Data is good. And the more there is, wider the possibilities of analytics to be accurate, effective and useful. Sounds about right? Nope.
Often, organisations pride themselves in gathering as much data as they possibility can, gathering it in massive lakes of data (let’s stay far away from the term ‘Big Data’), and churn the lake with analytics expecting miraculous insights to pop-up. The problem with this approach is that organisations end up working hard for data analytics, when in fact it should be the other way around (data analytics should work hard for you). The largest contributing factor to this is the Crap Gap.
What is the ‘Crap Gap’?
The Crap Gap is the difference between the total available data and the actual usable data.
Consider this scenario. One of the most popular CRM platforms out there is being used by a multinational consultancy firm with 600+ Partners and Principles across the world. Everyone is using the same system, which costs hundreds of thousands of Euros to implement. But, everyone is using it in their own way. The Head of Marketing of our multinational consultancy firm wants to run campaigns across different industry verticals and so aggregates all the contacts in his CRM. However, it is discovered that most of the data is either incomplete, out-dated or simply inaccurate. The Crap Gap was too wide for the campaign idea to come to fruition.
Organisations are finding it increasingly easier to acquire data and hold it; And in some cases, it’s a matter of pride. But managing and maintaining growing volumes and variety of data comes at a cost and an increased risk of the Crap Gap. There is also the associated possibility of ghost data or orphaned data where the data is entirely valid but no one knows why it is collected or who owns it.
Mind the Gap
So then, what are the few basic steps to deal with the Crap Gap?
Start with the (business) objective in mind
Instead of trying to collect as much data as possible, start with the (business) problem you are trying to solve. Clarity and focus is essential if you want to avoid a large Crap Gap and drown in the data lake you end up with. Examples of good starting points include, “How do I reduce my customer churn?” or “How do I reduce waste and scrap from this production process?”
Working backwards from the objective is useful because it allows you to:
- Discover where the data-gaps exist (build a data-map) and identify ways to bridge these gaps.
- Identify the appropriate technical platform(s) you might need for a full implementation, along with costs.
- Test the hypothesis (against defined KPIs) in a sandbox without significantly reducing your bank account.
- Identify key-stakeholders and any process changes that may be needed in your organisation.
Build a success-based business case for budget allocation.
Note that the sandboxed Proof of Concept (PoC) and the larger scale implementation can be supported by totally different technologies/platforms which provides for a significant cost advantage for the PoC. Once the Crap Gap is addressed at the PoC stage, production-level implementation of the solution is a matter of reproducing the PoC in the appropriate technologies supporting production scale. It is like test-driving a car before you decide to commit to the entire cost-of-ownership and buy it.

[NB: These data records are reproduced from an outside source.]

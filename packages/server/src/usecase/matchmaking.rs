//! UseCase: マッチング（waiting → ready）
//!
//! 人数の変化、名前・アイコンの更新、再戦の合意のたびに `try_advance` が呼ばれる。
//! 2 人そろっていても名前・アイコンが未設定、または退出中の相手がいる場合は、
//! 一定間隔で再試行するタスクを起動する。タスクは予約時のルーム世代を保持し、
//! 世代が変わった時点で打ち切る。再試行タスクは (ルーム, 世代) ごとに 1 つだけ。
//!
//! ## テスト実装の作業記録
//!
//! ### どのような状況を想定しているか
//! - 正常系：2 人目の入室で即座に `room_ready`
//! - 再試行：名前が後から届いた場合に `room_ready`
//! - 冪等性：同時・重複の呼び出しでも `room_ready` は 1 回
//! - 打ち切り：ルームがクリアされたら再試行は何もしない

use std::{
    collections::HashSet,
    sync::{Arc, Mutex, MutexGuard, PoisonError},
    time::Duration,
};

use rakugaki_shared::time::Clock;

use crate::domain::{
    MessagePusher, Notification, RoomName, RoomRepository, RoundStart, StartOutcome, Timestamp,
};

use super::list_rooms::broadcast_room_status;

/// Matchmaking Coordinator
pub struct MatchmakingCoordinator {
    repository: Arc<dyn RoomRepository>,
    message_pusher: Arc<dyn MessagePusher>,
    clock: Arc<dyn Clock>,
    retry_interval: Duration,
    max_attempts: u32,
    /// 実行中の再試行タスク
    pending_retries: Mutex<HashSet<(RoomName, u64)>>,
}

impl MatchmakingCoordinator {
    pub fn new(
        repository: Arc<dyn RoomRepository>,
        message_pusher: Arc<dyn MessagePusher>,
        clock: Arc<dyn Clock>,
        retry_interval: Duration,
        max_attempts: u32,
    ) -> Self {
        Self {
            repository,
            message_pusher,
            clock,
            retry_interval,
            max_attempts,
            pending_retries: Mutex::new(HashSet::new()),
        }
    }

    /// マッチングを試みる
    ///
    /// 一時的に成立しない場合は再試行タスクを起動して `Waiting` を返す。
    pub async fn try_advance(self: &Arc<Self>, room: &RoomName) -> StartOutcome {
        let outcome = self.attempt(room, None).await;
        if let StartOutcome::Waiting { reason, generation } = &outcome {
            tracing::debug!(
                "Room '{}' is not ready yet ({:?}), scheduling retry",
                room,
                reason
            );
            self.schedule_retry(room.clone(), *generation);
        }
        outcome
    }

    fn schedule_retry(self: &Arc<Self>, room: RoomName, generation: u64) {
        let key = (room, generation);
        if !self.pending().insert(key.clone()) {
            tracing::debug!("Matchmaking retry for room '{}' already running", key.0);
            return;
        }

        let coordinator = Arc::clone(self);
        tokio::spawn(async move {
            let (room, generation) = &key;
            coordinator.retry(room, *generation).await;
            coordinator.pending().remove(&key);
        });
    }

    async fn retry(&self, room: &RoomName, generation: u64) {
        for _ in 0..self.max_attempts {
            tokio::time::sleep(self.retry_interval).await;
            match self.attempt(room, Some(generation)).await {
                StartOutcome::Waiting { .. } => continue,
                StartOutcome::Abandoned => {
                    tracing::debug!("Matchmaking retry for room '{}' abandoned", room);
                    return;
                }
                _ => return,
            }
        }
        tracing::warn!(
            "Matchmaking for room '{}' gave up after {} attempts",
            room,
            self.max_attempts
        );
    }

    fn pending(&self) -> MutexGuard<'_, HashSet<(RoomName, u64)>> {
        self.pending_retries
            .lock()
            .unwrap_or_else(PoisonError::into_inner)
    }

    #[cfg(test)]
    fn pending_retry_count(&self) -> usize {
        self.pending().len()
    }

    async fn attempt(&self, room: &RoomName, expected_generation: Option<u64>) -> StartOutcome {
        let started_at = Timestamp::new(self.clock.now_millis());
        let outcome = self
            .repository
            .try_start_round(room, expected_generation, started_at)
            .await;
        if let StartOutcome::Started(start) = &outcome {
            self.announce(start).await;
        }
        outcome
    }

    /// 各占有者に、相手の情報付きで `room_ready` を送る
    async fn announce(&self, start: &RoundStart) {
        tracing::info!(
            "Room '{}' is ready, host '{}' (started at {})",
            start.room,
            start.host,
            start.started_at.value()
        );
        for seat in &start.seats {
            let Some(peer) = start.seats.iter().find(|other| other.id != seat.id) else {
                continue;
            };
            let notification = Notification::RoomReady {
                room: start.room.clone(),
                host: start.host.clone(),
                peer: peer.clone(),
                started_at: start.started_at,
            };
            if let Err(e) = self.message_pusher.push_to(&seat.id, &notification).await {
                tracing::warn!("Failed to push room_ready to '{}': {}", seat.id, e);
            }
        }
        broadcast_room_status(
            self.repository.as_ref(),
            self.message_pusher.as_ref(),
            self.clock.as_ref(),
        )
        .await;
    }
}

Think Small to Think Big; Fail Fast to Discover More
Don’t start by trawling the ocean. Take small bites (bytes?) of data. Break it down into the simplest components. This keeps things focussed on the objective and makes understanding the data easier. Relationships, influences and causality are easier to note. Additionally, processes of cleansing and harmonising the data are documentable. Bringing it all together to paint the bigger picture is, therefore, more manageable.

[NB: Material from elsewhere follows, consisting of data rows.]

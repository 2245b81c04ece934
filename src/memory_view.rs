//! Read-only byte views over cache payloads.
//!
//! A lookup returns its payload either straight from a row (owned bytes)
//! or from an external blob file (memory-mapped, no copy). Both shapes
//! share ownership of the underlying storage, so a view stays usable
//! after the cache call that produced it returns, and cloning is cheap.

use std::fmt;
use std::ops::Deref;
use std::sync::Arc;

use memmap2::Mmap;

/// A read-only byte view over either a memory-mapped external blob or an
/// owned inline buffer.
#[derive(Clone)]
pub struct MemoryView {
    repr: Repr,
}

#[derive(Clone)]
enum Repr {
    Mapped(Arc<Mmap>),
    Owned(Arc<Vec<u8>>),
}

impl MemoryView {
    pub(crate) fn mapped(mmap: Mmap) -> Self {
        MemoryView {
            repr: Repr::Mapped(Arc::new(mmap)),
        }
    }

    pub(crate) fn owned(bytes: Vec<u8>) -> Self {
        MemoryView {
            repr: Repr::Owned(Arc::new(bytes)),
        }
    }

    /// The viewed bytes.
    pub fn data(&self) -> &[u8] {
        match &self.repr {
            Repr::Mapped(mmap) => mmap,
            Repr::Owned(bytes) => bytes,
        }
    }

    pub fn len(&self) -> usize {
        self.data().len()
    }

    pub fn is_empty(&self) -> bool {
        self.data().is_empty()
    }

    /// True when the view reads from a memory-mapped file rather than an
    /// owned buffer.
    pub fn is_mapped(&self) -> bool {
        matches!(self.repr, Repr::Mapped(_))
    }

    /// Copies the viewed bytes into an owned vector.
    pub fn to_vec(&self) -> Vec<u8> {
        self.data().to_vec()
    }
}

impl Deref for MemoryView {
    type Target = [u8];

    fn deref(&self) -> &[u8] {
        self.data()
    }
}

impl AsRef<[u8]> for MemoryView {
    fn as_ref(&self) -> &[u8] {
        self.data()
    }
}

impl fmt::Debug for MemoryView {
    fn fmt(&self, f: &mut fmt::Formatter<'_>) -> fmt::Result {
        f.debug_struct("MemoryView")
            .field("len", &self.len())
            .field("mapped", &self.is_mapped())
            .finish()
    }
}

For example, if your objective is “How do I reduce my customer churn?”, start by looking at a sample of your CRM data, then move to transaction data and finally to financial data to build a customer behaviour map for that sample.
Keep an open mind to look for different aspects of your data. Staying with our example, it may be worth having another look at the way you segment your customers. Perhaps another approach to segmentation works better to identify churn? If that doesn’t work, move on to the next hypothesis quickly. Small data sets allow you to efficiently connect the dots in different ways to keep what works and discard what doesn’t without a disproportionate amount of effort. Fail fast to discover more.
Embrace the Gap by diversifying your team
Not all low-quality data needs to be discarded. Sometimes sharper insights are concluded through fuzzy approaches. Data scientists, while being experts in analytics, are seldom also experts in business. Bringing in subject matter experts (SMEs), designers, operators and business analysts who connect data analytics with business decisions can ‘fill the crap gap’ with experience and intuition. This can often lead to emergent insights. For instance, a sales person might help identify the impact of a disruptive change in the customer environment early on. Quality analytics relies not just on data, but also on human experience.
Make data work for you
Working hard and spending big to capture copious quantities of data does not guarantee effective analytics. It is the relevance of the captured data that leads to impact through analytics. Data is indeed good, as long as you can Mind the (crap)Gap.